Governor Gavin Newsom, a democrat in California, on Monday signed the Fair Pay to Play Act into law, essentially guaranteeing that colleges in California can not penalize their athletes from collecting endorsement money and setting up a head-on collision between the NCAA and colleges in the state.
In a nod to the impact of the bill, Newsom signed the act into law at an event hosted by LeBron James’ Uninterrupted platform, where Newson explicitly said that California’s signing the bill into law would spark a number of other states to move forward with similar legislation. James has been among a group of celebrity athletes to vocally support the bill.

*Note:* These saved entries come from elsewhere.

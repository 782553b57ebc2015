//! Service configuration, loaded from the environment at startup.

use std::env;
use std::fmt;

use crate::error::{Result, SyncError};

/// One monitored stream and the checkpoint identity this consumer uses on it.
#[derive(Debug, Clone, PartialEq, Eq)]
pub struct StreamConfig {
    /// Name of the durable log stream.
    pub name: String,
    /// Subscriber name identifying this consumer's cursor on the stream.
    pub subscriber_name: String,
}

#[derive(Debug, Clone)]
pub struct KafkaConfig {
    /// Kafka brokers (comma-separated).
    pub brokers: String,
}

#[derive(Clone)]
pub struct DatabaseConfig {
    /// PostgreSQL connection URL.
    pub url: String,
    pub max_connections: u32,
    pub min_connections: u32,
    pub acquire_timeout_secs: u64,
    /// Close connections idle for longer than this.
    pub idle_timeout_secs: u64,
    /// Maximum lifetime of a connection, to retire stale ones.
    pub max_lifetime_secs: u64,
}

impl fmt::Debug for DatabaseConfig {
    fn fmt(&self, f: &mut fmt::Formatter<'_>) -> fmt::Result {
        f.debug_struct("DatabaseConfig")
            .field("url", &"[REDACTED]")
            .field("max_connections", &self.max_connections)
            .field("min_connections", &self.min_connections)
            .field("acquire_timeout_secs", &self.acquire_timeout_secs)
            .field("idle_timeout_secs", &self.idle_timeout_secs)
            .field("max_lifetime_secs", &self.max_lifetime_secs)
            .finish()
    }
}

/// Creation arguments applied when a stream is declared on the transport.
#[derive(Debug, Clone)]
pub struct RetentionConfig {
    /// Leader placement policy requested at stream creation.
    pub leader_locator: String,
    /// Maximum retained bytes before the transport truncates the stream.
    pub max_length_bytes: i64,
    /// Maximum on-disk segment size.
    pub max_segment_bytes: i64,
}

#[derive(Debug, Clone)]
pub struct SyncConfig {
    pub kafka: KafkaConfig,
    pub database: DatabaseConfig,
    pub streams: Vec<StreamConfig>,
    pub retention: RetentionConfig,
    /// Recycle downstream-store connections every this many applied messages.
    pub maintenance_interval: u64,
    /// Retries per stream setup step before the runner gives up on its stream.
    pub setup_max_retries: u32,
}

impl Default for SyncConfig {
    fn default() -> Self {
        Self {
            kafka: KafkaConfig {
                brokers: "localhost:9092".to_string(),
            },
            database: DatabaseConfig {
                url: String::new(),
                max_connections: 10,
                min_connections: 2,
                acquire_timeout_secs: 10,
                idle_timeout_secs: 600,
                max_lifetime_secs: 1800,
            },
            streams: vec![
                StreamConfig {
                    name: "main_stream".to_string(),
                    subscriber_name: "warehouse_main_sub1".to_string(),
                },
                StreamConfig {
                    name: "inventory_stream".to_string(),
                    subscriber_name: "warehouse_inventory_sub2".to_string(),
                },
            ],
            retention: RetentionConfig {
                leader_locator: "least-leaders".to_string(),
                max_length_bytes: 1_000_000_000,
                max_segment_bytes: 100_000_000,
            },
            maintenance_interval: 100,
            setup_max_retries: 3,
        }
    }
}

impl SyncConfig {
    /// Build the configuration from environment variables, falling back to
    /// defaults for everything except `DATABASE_URL`.
    pub fn from_env() -> Result<Self> {
        let defaults = Self::default();

        let database_url = env::var("DATABASE_URL")
            .map_err(|_| SyncError::Config("DATABASE_URL environment variable not set".into()))?;

        let streams = match env::var("SYNC_STREAMS") {
            Ok(raw) => parse_stream_list(&raw)?,
            Err(_) => defaults.streams,
        };

        Ok(Self {
            kafka: KafkaConfig {
                brokers: env::var("KAFKA_BROKERS").unwrap_or(defaults.kafka.brokers),
            },
            database: DatabaseConfig {
                url: database_url,
                max_connections: env_or("DB_MAX_CONNECTIONS", defaults.database.max_connections),
                min_connections: env_or("DB_MIN_CONNECTIONS", defaults.database.min_connections),
                acquire_timeout_secs: env_or(
                    "DB_ACQUIRE_TIMEOUT_SECS",
                    defaults.database.acquire_timeout_secs,
                ),
                idle_timeout_secs: env_or(
                    "DB_IDLE_TIMEOUT_SECS",
                    defaults.database.idle_timeout_secs,
                ),
                max_lifetime_secs: env_or(
                    "DB_MAX_LIFETIME_SECS",
                    defaults.database.max_lifetime_secs,
                ),
            },
            streams,
            retention: RetentionConfig {
                leader_locator: env::var("STREAM_LEADER_LOCATOR")
                    .unwrap_or(defaults.retention.leader_locator),
                max_length_bytes: env_or(
                    "STREAM_MAX_LENGTH_BYTES",
                    defaults.retention.max_length_bytes,
                ),
                max_segment_bytes: env_or(
                    "STREAM_MAX_SEGMENT_BYTES",
                    defaults.retention.max_segment_bytes,
                ),
            },
            maintenance_interval: env_or(
                "SYNC_MAINTENANCE_INTERVAL",
                defaults.maintenance_interval,
            )
            .max(1),
            setup_max_retries: env_or("SYNC_SETUP_MAX_RETRIES", defaults.setup_max_retries),
        })
    }

    pub fn log_config(&self) {
        tracing::info!(
            "Sync configuration: brokers={}, streams={}, maintenance_interval={}, \
             max_length_bytes={}, max_segment_bytes={}",
            self.kafka.brokers,
            self.streams
                .iter()
                .map(|s| format!("{}:{}", s.name, s.subscriber_name))
                .collect::<Vec<_>>()
                .join(","),
            self.maintenance_interval,
            self.retention.max_length_bytes,
            self.retention.max_segment_bytes,
        );
    }
}

fn env_or<T: std::str::FromStr>(key: &str, default: T) -> T {
    env::var(key)
        .ok()
        .and_then(|v| v.parse().ok())
        .unwrap_or(default)
}

/// Parse `SYNC_STREAMS`: comma-separated `stream:subscriber` pairs.
fn parse_stream_list(raw: &str) -> Result<Vec<StreamConfig>> {
    let mut streams = Vec::new();
    for entry in raw.split(',').map(str::trim).filter(|e| !e.is_empty()) {
        let (name, subscriber) = entry.split_once(':').ok_or_else(|| {
            SyncError::Config(format!(
                "Invalid SYNC_STREAMS entry '{entry}', expected stream:subscriber"
            ))
        })?;
        if name.is_empty() || subscriber.is_empty() {
            return Err(SyncError::Config(format!(
                "Invalid SYNC_STREAMS entry '{entry}', empty stream or subscriber"
            )));
        }
        streams.push(StreamConfig {
            name: name.to_string(),
            subscriber_name: subscriber.to_string(),
        });
    }
    if streams.is_empty() {
        return Err(SyncError::Config("SYNC_STREAMS resolved to no streams".into()));
    }
    Ok(streams)
}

If Newsom’s claim that other states will follow is true, that could pose an existential challenge to the NCAA, which has steadfastly pushed back against the California legislation; NCAA president Mark Emmert himself called the Fair Pay to Play Act an “existential threat” to the NCAA model in a recent interview with CBS Sports, per ESPN. USA TODAY’s Steve Berkowitz reported Monday that legislators in South Carolina, New York and Illinois are all working on bills that track closely to California’s and could follow also move forward toward adoption soon.

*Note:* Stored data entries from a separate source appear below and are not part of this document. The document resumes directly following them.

//! Per-stream consume loop: read, recover, transform, apply, checkpoint.

use std::future::Future;
use std::sync::atomic::{AtomicU64, Ordering};
use std::sync::Arc;
use std::time::Duration;

use tokio::sync::broadcast;
use tracing::{debug, error, info, warn};

use super::applier::SyncApplier;
use super::envelope::CdcEnvelope;
use super::payload::{frame_excerpt, recover_payload};
use super::transform::EventTransformer;
use crate::config::StreamConfig;
use crate::db::EntityStore;
use crate::error::{Result, SyncError};
use crate::transport::{RawMessage, StartPosition, StreamSpec, StreamTransport};

const FRAME_EXCERPT_LEN: usize = 256;
const RECEIVE_ERROR_BACKOFF: Duration = Duration::from_secs(1);

#[derive(Debug, Clone, Copy, PartialEq, Eq)]
enum RunnerState {
    Initializing,
    Subscribing,
    Running,
    Degraded,
    Stopped,
}

impl std::fmt::Display for RunnerState {
    fn fmt(&self, f: &mut std::fmt::Formatter<'_>) -> std::fmt::Result {
        let name = match self {
            RunnerState::Initializing => "initializing",
            RunnerState::Subscribing => "subscribing",
            RunnerState::Running => "running",
            RunnerState::Degraded => "degraded",
            RunnerState::Stopped => "stopped",
        };
        f.write_str(name)
    }
}

/// Owns one subscription to one stream and drives it until shutdown.
///
/// A single message's failure never terminates the stream: decode and
/// mapping misses are skipped, apply failures withhold the cursor and
/// rely on redelivery, and transport receive errors back off and retry.
/// Only setup failure (after retries) stops the runner, and then only
/// this runner.
pub struct StreamRunner {
    config: StreamConfig,
    spec: StreamSpec,
    transport: Arc<dyn StreamTransport>,
    transformer: EventTransformer,
    applier: SyncApplier,
    store: Arc<dyn EntityStore>,
    /// Shared across runners; owned by the pool.
    applied_counter: Arc<AtomicU64>,
    maintenance_interval: u64,
    setup_max_retries: u32,
    state: RunnerState,
}

impl StreamRunner {
    #[allow(clippy::too_many_arguments)]
    pub fn new(
        config: StreamConfig,
        spec: StreamSpec,
        transport: Arc<dyn StreamTransport>,
        transformer: EventTransformer,
        applier: SyncApplier,
        store: Arc<dyn EntityStore>,
        applied_counter: Arc<AtomicU64>,
        maintenance_interval: u64,
        setup_max_retries: u32,
    ) -> Self {
        Self {
            config,
            spec,
            transport,
            transformer,
            applier,
            store,
            applied_counter,
            maintenance_interval,
            setup_max_retries,
            state: RunnerState::Initializing,
        }
    }

    /// Drive the stream until the transport closes it or shutdown is
    /// signalled. Setup failures are consumed here; the caller only
    /// observes task completion.
    pub async fn run(mut self, shutdown: broadcast::Receiver<()>) {
        if let Err(e) = self.run_inner(shutdown).await {
            error!(
                stream = %self.config.name,
                error = %e,
                "Stream runner stopped: setup failed"
            );
        }
        self.set_state(RunnerState::Stopped);
        info!(stream = %self.config.name, "Stream runner stopped");
    }

    async fn run_inner(&mut self, mut shutdown: broadcast::Receiver<()>) -> Result<()> {
        let transport = Arc::clone(&self.transport);

        // Initializing: declare the stream; an existing one is fine.
        let spec = self.spec.clone();
        self.with_setup_retries("create stream", || {
            let transport = Arc::clone(&transport);
            let spec = spec.clone();
            async move { transport.ensure_stream(&spec).await }
        })
        .await?;

        // Subscribing: resume after the last committed cursor, or from the
        // beginning when this subscriber has never checkpointed.
        self.set_state(RunnerState::Subscribing);
        let stream = self.config.name.clone();
        let subscriber = self.config.subscriber_name.clone();

        let committed = self
            .with_setup_retries("query offset", || {
                let transport = Arc::clone(&transport);
                let stream = stream.clone();
                let subscriber = subscriber.clone();
                async move { transport.query_offset(&stream, &subscriber).await }
            })
            .await?;

        let start = match committed {
            Some(offset) => {
                info!(
                    stream = %stream,
                    subscriber = %subscriber,
                    offset,
                    "Resuming after last committed offset"
                );
                StartPosition::Offset(offset + 1)
            }
            None => {
                info!(
                    stream = %stream,
                    subscriber = %subscriber,
                    "No committed offset, starting from the beginning"
                );
                StartPosition::Beginning
            }
        };

        let mut subscription = self
            .with_setup_retries("subscribe", || {
                let transport = Arc::clone(&transport);
                let stream = stream.clone();
                let subscriber = subscriber.clone();
                async move { transport.subscribe(&stream, &subscriber, start).await }
            })
            .await?;

        self.set_state(RunnerState::Running);

        loop {
            tokio::select! {
                _ = shutdown.recv() => {
                    info!(stream = %self.config.name, "Shutdown signal received, stopping runner");
                    break;
                }
                next = subscription.next() => match next {
                    Ok(Some(message)) => {
                        self.set_state(RunnerState::Running);
                        self.handle_message(&message).await;
                    }
                    Ok(None) => {
                        info!(stream = %self.config.name, "Subscription closed by transport");
                        break;
                    }
                    Err(e) => {
                        self.set_state(RunnerState::Degraded);
                        error!(
                            stream = %self.config.name,
                            error = %e,
                            "Transport receive error, backing off"
                        );
                        tokio::time::sleep(RECEIVE_ERROR_BACKOFF).await;
                    }
                }
            }
        }

        Ok(())
    }

    /// Process one raw message. The cursor advances only when an event was
    /// produced and applied (or deliberately skipped); every other path
    /// leaves it untouched so redelivery can retry.
    async fn handle_message(&mut self, message: &RawMessage) {
        let value = match recover_payload(&message.payload) {
            Ok(value) => value,
            Err(e) => {
                warn!(
                    stream = %self.config.name,
                    offset = message.offset,
                    error = %e,
                    payload = %frame_excerpt(&message.payload, FRAME_EXCERPT_LEN),
                    "Unrecoverable frame, skipping message"
                );
                return;
            }
        };

        let envelope: CdcEnvelope = match serde_json::from_value(value) {
            Ok(envelope) => envelope,
            Err(e) => {
                warn!(
                    stream = %self.config.name,
                    offset = message.offset,
                    error = %e,
                    payload = %frame_excerpt(&message.payload, FRAME_EXCERPT_LEN),
                    "Payload is not a CDC envelope, skipping message"
                );
                return;
            }
        };

        let event = match self
            .transformer
            .build_change_event(&envelope, message.offset)
        {
            Some(event) => event,
            // The transformer already logged why there is nothing to apply.
            None => return,
        };

        let outcome = self.applier.apply(&event).await;
        if !outcome.advances_cursor() {
            warn!(
                stream = %self.config.name,
                offset = message.offset,
                table = %event.source_table,
                "Apply failed, offset withheld for redelivery"
            );
            return;
        }

        if let Err(e) = self
            .transport
            .store_offset(&self.config.name, &self.config.subscriber_name, message.offset)
            .await
        {
            self.set_state(RunnerState::Degraded);
            error!(
                stream = %self.config.name,
                offset = message.offset,
                error = %e,
                "Failed to store offset, message may be redelivered"
            );
            return;
        }

        debug!(
            stream = %self.config.name,
            offset = message.offset,
            "Offset stored after successful apply"
        );

        self.note_applied().await;
    }

    /// Periodic maintenance: recycle downstream connections every
    /// `maintenance_interval` applied messages, counted across all runners.
    async fn note_applied(&self) {
        let applied = self.applied_counter.fetch_add(1, Ordering::Relaxed) + 1;
        if applied % self.maintenance_interval == 0 {
            debug!(applied, "Recycling downstream-store connections");
            if let Err(e) = self.store.recycle().await {
                warn!(error = %e, "Connection recycle failed");
            }
        }
    }

    async fn with_setup_retries<T, F, Fut>(&self, step: &str, mut op: F) -> Result<T>
    where
        F: FnMut() -> Fut,
        Fut: Future<Output = Result<T>>,
    {
        let mut attempt = 0u32;
        loop {
            match op().await {
                Ok(value) => return Ok(value),
                Err(e) if attempt < self.setup_max_retries => {
                    attempt += 1;
                    let backoff_secs = 2u64.pow(attempt.min(5));
                    warn!(
                        stream = %self.config.name,
                        step,
                        attempt,
                        backoff_secs,
                        error = %e,
                        "Stream setup step failed, retrying"
                    );
                    tokio::time::sleep(Duration::from_secs(backoff_secs)).await;
                }
                Err(e) => {
                    return Err(SyncError::StreamSetup(format!(
                        "{step} for stream {}: {e}",
                        self.config.name
                    )))
                }
            }
        }
    }

    fn set_state(&mut self, next: RunnerState) {
        if self.state != next {
            debug!(
                stream = %self.config.name,
                from = %self.state,
                to = %next,
                "Runner state change"
            );
            self.state = next;
        }
    }
}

The key tenet of the Fair Pay to Play Act is an athlete’s ability to make money off their own likeness, just as professional athletes do with endorsements, sponsorship pacts and other image rights. The bill does not deal with the concept of having schools compensate athletes directly, but rather outlaws any opportunity to punish athletes should they pursue compensation for their image rights.
Additionally, the bill makes it legal for an athlete to hire an agent to represent them in these image pursuits.

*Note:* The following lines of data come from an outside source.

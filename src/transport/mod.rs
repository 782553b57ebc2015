//! Durable log transport abstraction.
//!
//! A stream is an append-only, offset-addressed log. The transport also
//! owns the per-(stream, subscriber) cursor storage: the pipeline queries
//! it on startup and writes it back after every successful apply, but
//! never implements it.

pub mod kafka;

use async_trait::async_trait;

use crate::error::Result;

pub use kafka::KafkaStreamTransport;

/// Creation arguments for a stream: declared as configuration, applied
/// when the stream is first ensured on the transport.
#[derive(Debug, Clone)]
pub struct StreamSpec {
    pub name: String,
    /// Leader placement policy. Advisory; not every transport maps it.
    pub leader_locator: String,
    pub max_length_bytes: i64,
    pub max_segment_bytes: i64,
}

/// Where a new subscription starts reading.
#[derive(Debug, Clone, Copy, PartialEq, Eq)]
pub enum StartPosition {
    /// From the first retained message.
    Beginning,
    /// From this offset, inclusive.
    Offset(i64),
}

/// One raw delivery: an opaque frame plus its position in the stream.
#[derive(Debug, Clone)]
pub struct RawMessage {
    pub payload: Vec<u8>,
    pub offset: i64,
}

/// An open, ordered subscription to one stream.
#[async_trait]
pub trait StreamSubscription: Send {
    /// Next message in arrival order. `None` once the transport has closed
    /// the subscription.
    async fn next(&mut self) -> Result<Option<RawMessage>>;
}

#[async_trait]
pub trait StreamTransport: Send + Sync {
    /// Create the stream with the given retention/sizing arguments if it
    /// does not already exist. An already-existing stream is success.
    async fn ensure_stream(&self, spec: &StreamSpec) -> Result<()>;

    /// Last committed cursor for (stream, subscriber), or `None` when the
    /// subscriber has never checkpointed.
    async fn query_offset(&self, stream: &str, subscriber: &str) -> Result<Option<i64>>;

    /// Durably record `offset` as the last applied message for
    /// (stream, subscriber).
    async fn store_offset(&self, stream: &str, subscriber: &str, offset: i64) -> Result<()>;

    /// Open an ordered subscription starting at `start`.
    async fn subscribe(
        &self,
        stream: &str,
        subscriber: &str,
        start: StartPosition,
    ) -> Result<Box<dyn StreamSubscription>>;
}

The combined impact of these changes has left some NCAA executives concerned that it will effectively blur the lines between collegiate and professional competition.
Michael Drake told ESPN that the NCAA wants to “evolve” and “modernize” its approach to name, image and likeness rights, but fears that California’s bill has the potential to blur an important distinction between professional leagues and amateur college sports.
“We’re not the association of the 20th century,” Drake said. “We need to make sure we have 21st century rules. We want to continue to change appropriately for the future.”
The NCAA also has concerns that can effectively be described as federalist concerns; if California schools are required to have their athletes participate under their independent state rules, then there’s nothing stopping every other state from having their athletes compete and be compensated under their independent rules. That sliding scale could create a situation where individual states proactively legislate to give their schools a beneficial opportunity to market themselves to elite athletes, undercutting the perceived fair opportunity theoretically available to all schools in traditional recruiting.
There is still time for the NCAA and California to find middle ground, though additional states moving forward with similar legislation would understandably complicate that process. The Fair Pay to Play Act is not slated to go into effect in 2023, and there is already talk that if the NCAA and California have not reached a compromise by then, the case could end up in court to determine how it can be enforced. The NCAA claims that the act is unconstitutional because it interferes with rules that protect interstate commerce.
Looking for a more immediate impact of the bill? Berkowitz has reported that until there is some sort of resolution between the NCAA and the California legislature, Ohio State AD Gene Smith plans to avoid scheduling games against opponents from California after January 1, 2023 for fear that schools there may be barred from the NCAA. Should that follow suit in other states if they also move forward with similar legislation it could create abject bedlam in future scheduling and have a direct impact on all other bilateral agreements in the college system, including NCAA conferences and similar groupings.